## Brief
In the entries below, how many lines contain the string "MissingCommandName"? Respond with the number only.

++++++++++

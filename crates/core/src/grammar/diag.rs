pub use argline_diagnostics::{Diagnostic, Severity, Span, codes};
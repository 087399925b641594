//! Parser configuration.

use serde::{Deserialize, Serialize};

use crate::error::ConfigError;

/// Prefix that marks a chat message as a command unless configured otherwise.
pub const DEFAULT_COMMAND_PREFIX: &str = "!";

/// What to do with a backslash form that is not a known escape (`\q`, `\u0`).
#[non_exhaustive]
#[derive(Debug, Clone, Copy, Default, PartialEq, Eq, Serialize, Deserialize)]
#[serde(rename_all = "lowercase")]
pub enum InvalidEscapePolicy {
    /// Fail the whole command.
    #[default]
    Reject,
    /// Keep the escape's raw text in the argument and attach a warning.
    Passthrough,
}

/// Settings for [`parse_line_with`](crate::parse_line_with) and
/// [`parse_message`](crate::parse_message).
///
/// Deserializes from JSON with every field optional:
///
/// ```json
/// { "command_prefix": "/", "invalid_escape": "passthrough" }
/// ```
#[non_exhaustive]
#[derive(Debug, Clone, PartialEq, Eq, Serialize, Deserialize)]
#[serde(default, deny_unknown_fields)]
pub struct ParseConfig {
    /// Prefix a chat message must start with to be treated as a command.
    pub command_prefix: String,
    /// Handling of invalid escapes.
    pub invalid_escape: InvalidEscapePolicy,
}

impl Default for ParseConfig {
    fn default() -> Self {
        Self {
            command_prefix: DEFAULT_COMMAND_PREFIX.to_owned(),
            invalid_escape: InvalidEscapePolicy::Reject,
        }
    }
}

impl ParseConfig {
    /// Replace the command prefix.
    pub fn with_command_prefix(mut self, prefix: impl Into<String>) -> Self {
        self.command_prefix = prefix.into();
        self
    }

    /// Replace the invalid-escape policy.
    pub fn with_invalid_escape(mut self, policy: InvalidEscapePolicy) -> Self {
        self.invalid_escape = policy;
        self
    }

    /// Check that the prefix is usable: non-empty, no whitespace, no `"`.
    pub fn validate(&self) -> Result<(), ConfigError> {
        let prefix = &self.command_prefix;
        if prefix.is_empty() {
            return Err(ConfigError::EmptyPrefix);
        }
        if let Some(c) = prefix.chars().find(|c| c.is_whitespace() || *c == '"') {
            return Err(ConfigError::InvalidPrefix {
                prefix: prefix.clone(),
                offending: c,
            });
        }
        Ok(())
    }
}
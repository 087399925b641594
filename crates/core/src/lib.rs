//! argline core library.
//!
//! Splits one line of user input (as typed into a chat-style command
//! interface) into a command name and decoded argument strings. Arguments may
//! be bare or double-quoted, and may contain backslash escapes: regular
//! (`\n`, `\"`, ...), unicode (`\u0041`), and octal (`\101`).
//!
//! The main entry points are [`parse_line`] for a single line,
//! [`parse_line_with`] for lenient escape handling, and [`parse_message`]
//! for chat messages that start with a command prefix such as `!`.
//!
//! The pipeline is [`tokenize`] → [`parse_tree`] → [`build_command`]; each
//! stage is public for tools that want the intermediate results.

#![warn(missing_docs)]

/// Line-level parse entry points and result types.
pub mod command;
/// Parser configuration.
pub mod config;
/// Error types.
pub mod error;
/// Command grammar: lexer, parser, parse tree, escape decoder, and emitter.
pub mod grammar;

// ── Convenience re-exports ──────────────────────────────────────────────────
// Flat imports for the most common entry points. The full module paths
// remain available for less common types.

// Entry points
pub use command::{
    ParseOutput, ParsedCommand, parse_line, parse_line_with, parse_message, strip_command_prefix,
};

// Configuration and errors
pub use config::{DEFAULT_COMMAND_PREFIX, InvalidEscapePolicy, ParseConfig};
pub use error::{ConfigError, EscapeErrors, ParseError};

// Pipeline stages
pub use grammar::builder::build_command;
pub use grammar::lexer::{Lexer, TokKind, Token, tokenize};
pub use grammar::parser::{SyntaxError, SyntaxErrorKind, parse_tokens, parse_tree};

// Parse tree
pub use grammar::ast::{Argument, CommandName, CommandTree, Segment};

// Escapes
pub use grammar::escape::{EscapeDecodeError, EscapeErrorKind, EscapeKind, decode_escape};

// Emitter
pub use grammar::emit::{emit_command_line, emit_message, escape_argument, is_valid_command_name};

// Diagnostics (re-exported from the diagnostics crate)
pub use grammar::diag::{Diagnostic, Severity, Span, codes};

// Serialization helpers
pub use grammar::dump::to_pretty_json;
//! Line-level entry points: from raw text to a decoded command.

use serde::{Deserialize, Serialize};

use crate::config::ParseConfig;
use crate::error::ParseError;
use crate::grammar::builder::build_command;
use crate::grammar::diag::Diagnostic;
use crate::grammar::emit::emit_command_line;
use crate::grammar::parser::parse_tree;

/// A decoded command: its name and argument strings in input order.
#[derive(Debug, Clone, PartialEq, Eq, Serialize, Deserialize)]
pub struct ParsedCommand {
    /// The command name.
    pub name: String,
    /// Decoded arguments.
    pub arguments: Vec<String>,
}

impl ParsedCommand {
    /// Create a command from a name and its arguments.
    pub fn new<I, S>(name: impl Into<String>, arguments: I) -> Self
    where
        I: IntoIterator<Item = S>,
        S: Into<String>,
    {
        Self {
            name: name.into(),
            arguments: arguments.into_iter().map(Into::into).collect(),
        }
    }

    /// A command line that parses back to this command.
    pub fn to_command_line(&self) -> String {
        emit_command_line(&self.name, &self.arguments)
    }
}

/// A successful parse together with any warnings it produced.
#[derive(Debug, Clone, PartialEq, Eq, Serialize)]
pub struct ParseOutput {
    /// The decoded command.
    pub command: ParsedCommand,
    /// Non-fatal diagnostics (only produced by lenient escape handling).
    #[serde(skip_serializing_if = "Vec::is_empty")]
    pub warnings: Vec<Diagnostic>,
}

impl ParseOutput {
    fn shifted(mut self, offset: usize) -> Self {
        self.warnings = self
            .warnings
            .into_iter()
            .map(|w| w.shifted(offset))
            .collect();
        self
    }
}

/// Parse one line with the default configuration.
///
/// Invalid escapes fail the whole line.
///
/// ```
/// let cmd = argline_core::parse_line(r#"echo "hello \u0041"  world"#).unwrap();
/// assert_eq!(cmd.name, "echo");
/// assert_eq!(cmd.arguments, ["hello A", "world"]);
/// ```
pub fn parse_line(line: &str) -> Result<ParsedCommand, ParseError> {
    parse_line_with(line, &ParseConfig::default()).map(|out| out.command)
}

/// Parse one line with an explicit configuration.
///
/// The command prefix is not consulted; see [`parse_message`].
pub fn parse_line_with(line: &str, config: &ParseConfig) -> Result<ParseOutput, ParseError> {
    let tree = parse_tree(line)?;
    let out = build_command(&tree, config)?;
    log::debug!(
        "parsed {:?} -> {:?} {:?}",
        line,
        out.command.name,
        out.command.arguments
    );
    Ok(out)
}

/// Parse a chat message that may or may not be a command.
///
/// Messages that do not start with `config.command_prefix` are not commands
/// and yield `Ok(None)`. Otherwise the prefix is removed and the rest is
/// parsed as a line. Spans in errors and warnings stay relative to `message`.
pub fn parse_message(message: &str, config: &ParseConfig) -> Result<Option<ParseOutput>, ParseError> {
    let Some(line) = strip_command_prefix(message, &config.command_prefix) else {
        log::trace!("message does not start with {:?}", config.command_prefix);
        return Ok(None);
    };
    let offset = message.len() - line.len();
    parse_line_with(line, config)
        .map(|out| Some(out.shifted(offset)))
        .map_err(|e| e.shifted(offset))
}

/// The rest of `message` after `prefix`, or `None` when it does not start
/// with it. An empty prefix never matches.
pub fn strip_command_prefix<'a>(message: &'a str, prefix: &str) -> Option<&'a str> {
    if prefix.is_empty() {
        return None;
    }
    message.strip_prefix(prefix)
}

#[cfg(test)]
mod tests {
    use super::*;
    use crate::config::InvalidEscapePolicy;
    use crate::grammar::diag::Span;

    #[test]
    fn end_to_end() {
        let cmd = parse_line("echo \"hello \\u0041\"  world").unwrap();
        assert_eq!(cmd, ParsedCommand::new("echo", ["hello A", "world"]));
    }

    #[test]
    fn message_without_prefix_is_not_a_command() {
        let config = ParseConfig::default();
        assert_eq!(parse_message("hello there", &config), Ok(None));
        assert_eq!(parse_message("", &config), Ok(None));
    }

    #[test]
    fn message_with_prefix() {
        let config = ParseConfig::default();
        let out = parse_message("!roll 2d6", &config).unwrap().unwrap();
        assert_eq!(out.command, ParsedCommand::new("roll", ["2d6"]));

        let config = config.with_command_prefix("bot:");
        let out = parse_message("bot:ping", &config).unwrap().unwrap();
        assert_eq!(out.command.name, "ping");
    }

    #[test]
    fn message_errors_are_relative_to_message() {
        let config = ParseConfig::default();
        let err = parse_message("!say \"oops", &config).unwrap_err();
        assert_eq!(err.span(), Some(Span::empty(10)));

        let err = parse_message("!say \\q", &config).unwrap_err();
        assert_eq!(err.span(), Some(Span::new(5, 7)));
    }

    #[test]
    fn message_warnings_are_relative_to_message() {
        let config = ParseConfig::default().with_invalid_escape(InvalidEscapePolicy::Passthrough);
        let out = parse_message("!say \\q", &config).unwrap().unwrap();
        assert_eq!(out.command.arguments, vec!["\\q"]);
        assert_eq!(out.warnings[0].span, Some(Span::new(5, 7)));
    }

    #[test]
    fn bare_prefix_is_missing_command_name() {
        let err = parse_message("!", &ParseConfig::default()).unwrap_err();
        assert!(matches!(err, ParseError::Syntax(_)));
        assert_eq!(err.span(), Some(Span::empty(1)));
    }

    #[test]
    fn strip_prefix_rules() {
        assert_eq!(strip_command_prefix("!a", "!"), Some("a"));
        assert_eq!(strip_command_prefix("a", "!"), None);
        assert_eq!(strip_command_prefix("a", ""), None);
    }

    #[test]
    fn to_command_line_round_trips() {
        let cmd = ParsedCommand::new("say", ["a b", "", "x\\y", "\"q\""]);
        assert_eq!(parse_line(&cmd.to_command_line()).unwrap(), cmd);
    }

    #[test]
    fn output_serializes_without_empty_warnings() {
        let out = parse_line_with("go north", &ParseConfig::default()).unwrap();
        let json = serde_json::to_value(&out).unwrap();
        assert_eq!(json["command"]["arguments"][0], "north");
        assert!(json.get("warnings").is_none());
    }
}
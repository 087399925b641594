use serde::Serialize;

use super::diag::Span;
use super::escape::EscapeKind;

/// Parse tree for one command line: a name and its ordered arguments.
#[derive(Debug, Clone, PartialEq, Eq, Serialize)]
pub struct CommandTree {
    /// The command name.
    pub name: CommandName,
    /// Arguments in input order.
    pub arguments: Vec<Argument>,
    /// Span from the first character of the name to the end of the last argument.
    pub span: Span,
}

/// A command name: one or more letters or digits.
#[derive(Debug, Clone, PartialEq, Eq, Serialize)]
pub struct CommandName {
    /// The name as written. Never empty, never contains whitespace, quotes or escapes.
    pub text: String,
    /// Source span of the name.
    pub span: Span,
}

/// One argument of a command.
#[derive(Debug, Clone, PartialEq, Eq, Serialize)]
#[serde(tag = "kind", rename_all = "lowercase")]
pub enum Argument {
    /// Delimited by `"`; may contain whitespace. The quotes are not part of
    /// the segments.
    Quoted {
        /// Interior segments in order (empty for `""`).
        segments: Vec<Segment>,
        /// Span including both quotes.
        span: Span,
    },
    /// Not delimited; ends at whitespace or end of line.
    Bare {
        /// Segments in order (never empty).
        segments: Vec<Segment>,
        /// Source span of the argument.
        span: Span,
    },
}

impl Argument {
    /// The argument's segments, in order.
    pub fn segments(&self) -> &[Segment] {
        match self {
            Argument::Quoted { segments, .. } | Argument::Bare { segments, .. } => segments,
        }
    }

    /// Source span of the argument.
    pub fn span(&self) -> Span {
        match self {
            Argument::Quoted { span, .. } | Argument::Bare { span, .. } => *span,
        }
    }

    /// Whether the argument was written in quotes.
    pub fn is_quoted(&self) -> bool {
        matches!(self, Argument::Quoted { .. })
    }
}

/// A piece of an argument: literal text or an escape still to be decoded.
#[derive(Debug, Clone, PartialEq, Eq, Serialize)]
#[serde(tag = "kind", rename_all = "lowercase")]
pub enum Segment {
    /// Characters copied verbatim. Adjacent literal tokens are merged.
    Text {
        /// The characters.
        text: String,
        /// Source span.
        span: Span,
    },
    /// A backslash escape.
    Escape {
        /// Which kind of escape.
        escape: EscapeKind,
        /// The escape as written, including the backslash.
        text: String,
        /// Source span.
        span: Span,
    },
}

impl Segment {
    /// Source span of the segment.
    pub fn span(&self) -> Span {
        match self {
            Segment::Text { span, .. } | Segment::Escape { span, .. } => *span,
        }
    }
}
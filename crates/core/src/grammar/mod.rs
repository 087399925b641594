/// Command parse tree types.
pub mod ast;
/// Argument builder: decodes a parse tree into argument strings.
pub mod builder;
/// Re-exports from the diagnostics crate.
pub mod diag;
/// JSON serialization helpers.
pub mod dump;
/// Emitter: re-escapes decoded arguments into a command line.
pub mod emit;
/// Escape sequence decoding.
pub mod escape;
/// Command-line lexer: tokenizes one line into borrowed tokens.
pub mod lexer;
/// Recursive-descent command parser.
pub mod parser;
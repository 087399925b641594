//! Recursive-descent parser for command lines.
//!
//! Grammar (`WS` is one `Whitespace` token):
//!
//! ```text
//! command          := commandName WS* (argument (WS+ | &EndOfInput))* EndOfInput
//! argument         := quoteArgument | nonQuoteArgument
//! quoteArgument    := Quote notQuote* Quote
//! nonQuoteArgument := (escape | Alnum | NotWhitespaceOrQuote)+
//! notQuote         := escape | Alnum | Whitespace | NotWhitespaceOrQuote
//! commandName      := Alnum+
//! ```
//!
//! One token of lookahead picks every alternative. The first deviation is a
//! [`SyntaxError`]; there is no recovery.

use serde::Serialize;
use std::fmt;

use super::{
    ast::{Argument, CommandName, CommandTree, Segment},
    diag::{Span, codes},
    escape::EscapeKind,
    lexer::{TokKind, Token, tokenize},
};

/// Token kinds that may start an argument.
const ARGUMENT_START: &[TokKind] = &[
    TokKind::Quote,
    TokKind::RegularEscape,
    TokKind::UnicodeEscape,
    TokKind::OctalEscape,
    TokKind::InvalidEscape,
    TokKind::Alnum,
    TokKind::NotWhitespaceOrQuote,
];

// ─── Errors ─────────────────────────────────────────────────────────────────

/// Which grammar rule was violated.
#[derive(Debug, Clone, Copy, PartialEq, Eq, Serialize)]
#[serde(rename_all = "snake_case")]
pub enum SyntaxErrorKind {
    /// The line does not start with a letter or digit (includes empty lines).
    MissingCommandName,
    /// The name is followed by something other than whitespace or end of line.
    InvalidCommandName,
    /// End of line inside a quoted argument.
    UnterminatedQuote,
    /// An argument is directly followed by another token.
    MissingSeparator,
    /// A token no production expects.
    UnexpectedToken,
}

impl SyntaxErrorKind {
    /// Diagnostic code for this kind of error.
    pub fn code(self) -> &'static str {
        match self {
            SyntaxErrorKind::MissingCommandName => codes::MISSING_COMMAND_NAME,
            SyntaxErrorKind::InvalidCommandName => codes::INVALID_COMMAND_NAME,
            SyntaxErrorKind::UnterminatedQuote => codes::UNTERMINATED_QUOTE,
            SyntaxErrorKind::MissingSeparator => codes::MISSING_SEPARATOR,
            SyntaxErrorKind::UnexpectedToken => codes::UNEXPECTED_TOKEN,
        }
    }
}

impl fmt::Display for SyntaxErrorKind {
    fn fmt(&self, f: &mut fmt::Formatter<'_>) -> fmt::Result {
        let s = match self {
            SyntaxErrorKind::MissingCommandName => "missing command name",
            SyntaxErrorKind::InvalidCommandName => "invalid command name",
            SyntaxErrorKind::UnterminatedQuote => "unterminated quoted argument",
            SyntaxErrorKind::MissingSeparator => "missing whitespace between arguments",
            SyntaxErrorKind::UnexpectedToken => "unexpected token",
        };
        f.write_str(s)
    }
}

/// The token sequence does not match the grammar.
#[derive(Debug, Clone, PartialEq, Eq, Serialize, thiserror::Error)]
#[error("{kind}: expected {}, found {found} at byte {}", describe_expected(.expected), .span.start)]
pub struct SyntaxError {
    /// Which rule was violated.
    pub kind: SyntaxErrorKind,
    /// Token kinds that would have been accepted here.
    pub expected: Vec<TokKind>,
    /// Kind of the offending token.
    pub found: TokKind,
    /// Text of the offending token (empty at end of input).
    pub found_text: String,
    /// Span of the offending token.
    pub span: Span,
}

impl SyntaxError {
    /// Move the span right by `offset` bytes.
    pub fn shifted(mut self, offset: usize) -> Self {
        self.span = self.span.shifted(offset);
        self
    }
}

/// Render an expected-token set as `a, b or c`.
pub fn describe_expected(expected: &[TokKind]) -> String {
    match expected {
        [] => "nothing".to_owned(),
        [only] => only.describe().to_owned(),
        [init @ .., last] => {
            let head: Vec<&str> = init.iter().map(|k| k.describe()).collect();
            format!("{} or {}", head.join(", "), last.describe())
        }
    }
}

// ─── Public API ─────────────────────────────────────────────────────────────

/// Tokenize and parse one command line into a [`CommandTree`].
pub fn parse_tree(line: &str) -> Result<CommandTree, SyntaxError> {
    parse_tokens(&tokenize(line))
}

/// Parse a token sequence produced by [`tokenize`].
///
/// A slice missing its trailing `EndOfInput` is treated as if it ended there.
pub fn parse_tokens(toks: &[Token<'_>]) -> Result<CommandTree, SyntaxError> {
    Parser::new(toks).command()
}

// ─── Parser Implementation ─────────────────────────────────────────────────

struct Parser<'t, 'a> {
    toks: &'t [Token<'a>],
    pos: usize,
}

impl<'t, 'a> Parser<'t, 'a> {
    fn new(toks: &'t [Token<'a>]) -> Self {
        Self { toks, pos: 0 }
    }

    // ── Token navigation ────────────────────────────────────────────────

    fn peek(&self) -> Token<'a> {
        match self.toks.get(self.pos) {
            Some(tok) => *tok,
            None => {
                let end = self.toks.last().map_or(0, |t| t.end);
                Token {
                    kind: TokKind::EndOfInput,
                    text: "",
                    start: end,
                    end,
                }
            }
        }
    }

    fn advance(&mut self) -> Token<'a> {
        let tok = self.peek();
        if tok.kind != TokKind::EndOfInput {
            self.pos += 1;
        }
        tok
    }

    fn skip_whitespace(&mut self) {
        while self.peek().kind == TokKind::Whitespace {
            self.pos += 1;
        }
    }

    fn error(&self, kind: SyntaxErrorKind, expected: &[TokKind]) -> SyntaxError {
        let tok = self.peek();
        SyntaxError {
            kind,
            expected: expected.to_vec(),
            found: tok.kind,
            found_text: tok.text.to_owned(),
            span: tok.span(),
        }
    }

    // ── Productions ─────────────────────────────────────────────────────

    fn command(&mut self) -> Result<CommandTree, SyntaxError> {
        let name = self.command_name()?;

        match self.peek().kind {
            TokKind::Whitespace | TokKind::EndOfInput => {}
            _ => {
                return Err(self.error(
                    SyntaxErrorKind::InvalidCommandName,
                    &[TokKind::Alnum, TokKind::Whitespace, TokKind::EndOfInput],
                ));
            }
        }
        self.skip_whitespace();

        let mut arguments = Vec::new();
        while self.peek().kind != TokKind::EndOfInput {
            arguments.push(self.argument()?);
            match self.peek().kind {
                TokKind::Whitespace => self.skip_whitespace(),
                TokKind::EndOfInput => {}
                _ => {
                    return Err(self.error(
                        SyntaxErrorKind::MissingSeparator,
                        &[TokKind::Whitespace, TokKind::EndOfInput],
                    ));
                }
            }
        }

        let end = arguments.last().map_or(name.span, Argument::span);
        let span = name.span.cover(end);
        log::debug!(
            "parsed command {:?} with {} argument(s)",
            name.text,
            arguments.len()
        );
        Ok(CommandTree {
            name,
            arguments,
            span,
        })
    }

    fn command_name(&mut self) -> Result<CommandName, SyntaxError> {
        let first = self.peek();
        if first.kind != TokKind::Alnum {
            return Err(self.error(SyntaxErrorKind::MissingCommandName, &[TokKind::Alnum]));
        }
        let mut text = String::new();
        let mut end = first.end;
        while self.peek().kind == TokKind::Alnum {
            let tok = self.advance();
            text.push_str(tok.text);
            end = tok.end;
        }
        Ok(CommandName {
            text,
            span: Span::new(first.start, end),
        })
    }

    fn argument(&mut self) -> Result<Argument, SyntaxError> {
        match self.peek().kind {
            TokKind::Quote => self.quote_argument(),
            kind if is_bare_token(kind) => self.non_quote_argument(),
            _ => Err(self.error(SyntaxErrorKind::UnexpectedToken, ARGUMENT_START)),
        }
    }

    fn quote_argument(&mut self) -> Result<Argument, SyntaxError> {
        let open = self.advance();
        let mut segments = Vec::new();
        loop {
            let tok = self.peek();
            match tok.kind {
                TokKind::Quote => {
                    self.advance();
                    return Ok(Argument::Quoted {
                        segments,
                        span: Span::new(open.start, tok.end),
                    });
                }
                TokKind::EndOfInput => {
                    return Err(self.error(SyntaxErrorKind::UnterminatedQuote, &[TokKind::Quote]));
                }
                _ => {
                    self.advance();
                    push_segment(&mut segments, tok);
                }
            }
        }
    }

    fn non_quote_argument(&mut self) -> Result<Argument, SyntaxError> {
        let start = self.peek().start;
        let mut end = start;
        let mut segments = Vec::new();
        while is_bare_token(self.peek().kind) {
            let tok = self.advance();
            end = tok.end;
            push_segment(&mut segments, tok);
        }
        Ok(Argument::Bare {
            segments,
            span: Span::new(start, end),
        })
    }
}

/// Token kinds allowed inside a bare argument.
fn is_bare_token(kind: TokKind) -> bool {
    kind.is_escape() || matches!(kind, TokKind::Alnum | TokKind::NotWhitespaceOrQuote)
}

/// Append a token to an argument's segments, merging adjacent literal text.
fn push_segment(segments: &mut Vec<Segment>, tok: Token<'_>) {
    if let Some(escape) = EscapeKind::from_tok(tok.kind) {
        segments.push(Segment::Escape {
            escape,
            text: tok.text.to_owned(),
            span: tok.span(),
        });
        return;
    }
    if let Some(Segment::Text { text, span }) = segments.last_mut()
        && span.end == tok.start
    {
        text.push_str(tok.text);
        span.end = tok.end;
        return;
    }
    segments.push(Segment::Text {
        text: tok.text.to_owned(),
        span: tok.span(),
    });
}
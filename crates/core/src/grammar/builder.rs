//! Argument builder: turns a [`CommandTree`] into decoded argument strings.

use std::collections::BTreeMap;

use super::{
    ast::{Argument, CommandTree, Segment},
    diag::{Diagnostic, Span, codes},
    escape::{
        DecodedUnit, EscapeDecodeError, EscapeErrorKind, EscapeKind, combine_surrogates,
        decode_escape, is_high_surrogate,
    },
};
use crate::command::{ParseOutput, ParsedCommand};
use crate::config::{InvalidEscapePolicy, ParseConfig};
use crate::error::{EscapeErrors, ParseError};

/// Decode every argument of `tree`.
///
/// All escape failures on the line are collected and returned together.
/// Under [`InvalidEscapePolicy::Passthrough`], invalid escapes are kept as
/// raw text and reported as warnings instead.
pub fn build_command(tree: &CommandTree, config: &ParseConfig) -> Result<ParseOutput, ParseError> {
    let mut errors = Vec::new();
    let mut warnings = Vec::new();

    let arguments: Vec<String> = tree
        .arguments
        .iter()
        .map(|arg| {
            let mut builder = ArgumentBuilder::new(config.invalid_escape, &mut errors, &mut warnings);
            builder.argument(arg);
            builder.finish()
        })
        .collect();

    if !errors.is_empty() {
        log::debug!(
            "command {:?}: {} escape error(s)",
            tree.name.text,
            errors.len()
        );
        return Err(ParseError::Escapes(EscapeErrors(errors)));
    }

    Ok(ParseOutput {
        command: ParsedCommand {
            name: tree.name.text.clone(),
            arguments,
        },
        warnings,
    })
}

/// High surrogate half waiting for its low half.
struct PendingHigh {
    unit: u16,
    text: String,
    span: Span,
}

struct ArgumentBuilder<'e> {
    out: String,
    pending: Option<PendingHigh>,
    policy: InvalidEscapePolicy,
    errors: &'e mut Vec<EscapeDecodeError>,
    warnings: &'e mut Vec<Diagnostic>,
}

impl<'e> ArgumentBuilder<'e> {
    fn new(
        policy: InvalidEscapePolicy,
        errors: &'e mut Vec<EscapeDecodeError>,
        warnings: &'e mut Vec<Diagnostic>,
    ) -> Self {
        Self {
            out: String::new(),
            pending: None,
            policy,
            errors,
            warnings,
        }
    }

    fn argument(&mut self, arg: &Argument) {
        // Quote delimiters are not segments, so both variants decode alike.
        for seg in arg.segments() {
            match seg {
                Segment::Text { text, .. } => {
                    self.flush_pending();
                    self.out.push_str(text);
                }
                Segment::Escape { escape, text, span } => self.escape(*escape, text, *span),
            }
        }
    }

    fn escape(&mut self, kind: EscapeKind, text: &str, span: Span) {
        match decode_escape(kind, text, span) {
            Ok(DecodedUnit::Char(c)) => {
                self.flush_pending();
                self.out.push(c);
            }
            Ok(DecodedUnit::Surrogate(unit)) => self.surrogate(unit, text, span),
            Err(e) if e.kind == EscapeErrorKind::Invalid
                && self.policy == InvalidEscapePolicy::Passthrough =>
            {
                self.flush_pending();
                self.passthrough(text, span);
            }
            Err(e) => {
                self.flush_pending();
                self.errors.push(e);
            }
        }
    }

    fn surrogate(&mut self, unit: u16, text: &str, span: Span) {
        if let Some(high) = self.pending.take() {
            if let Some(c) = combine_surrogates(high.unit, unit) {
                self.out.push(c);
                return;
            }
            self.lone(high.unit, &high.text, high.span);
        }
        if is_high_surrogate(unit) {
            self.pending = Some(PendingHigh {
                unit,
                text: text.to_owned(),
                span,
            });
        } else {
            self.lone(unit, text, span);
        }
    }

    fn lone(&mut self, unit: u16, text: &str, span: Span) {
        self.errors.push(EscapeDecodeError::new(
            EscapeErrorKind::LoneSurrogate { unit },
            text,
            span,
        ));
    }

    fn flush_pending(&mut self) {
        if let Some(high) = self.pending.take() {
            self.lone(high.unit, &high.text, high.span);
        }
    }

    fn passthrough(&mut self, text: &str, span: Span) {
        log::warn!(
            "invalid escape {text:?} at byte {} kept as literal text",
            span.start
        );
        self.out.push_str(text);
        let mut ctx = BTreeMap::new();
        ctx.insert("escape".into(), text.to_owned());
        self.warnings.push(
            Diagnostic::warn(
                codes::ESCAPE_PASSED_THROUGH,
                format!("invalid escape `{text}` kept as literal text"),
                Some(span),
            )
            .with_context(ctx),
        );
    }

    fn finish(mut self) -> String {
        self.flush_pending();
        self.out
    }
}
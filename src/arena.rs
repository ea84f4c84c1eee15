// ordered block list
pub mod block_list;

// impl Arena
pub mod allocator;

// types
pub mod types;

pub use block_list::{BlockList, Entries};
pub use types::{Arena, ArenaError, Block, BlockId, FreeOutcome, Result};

++++++++++

## Exercise response
4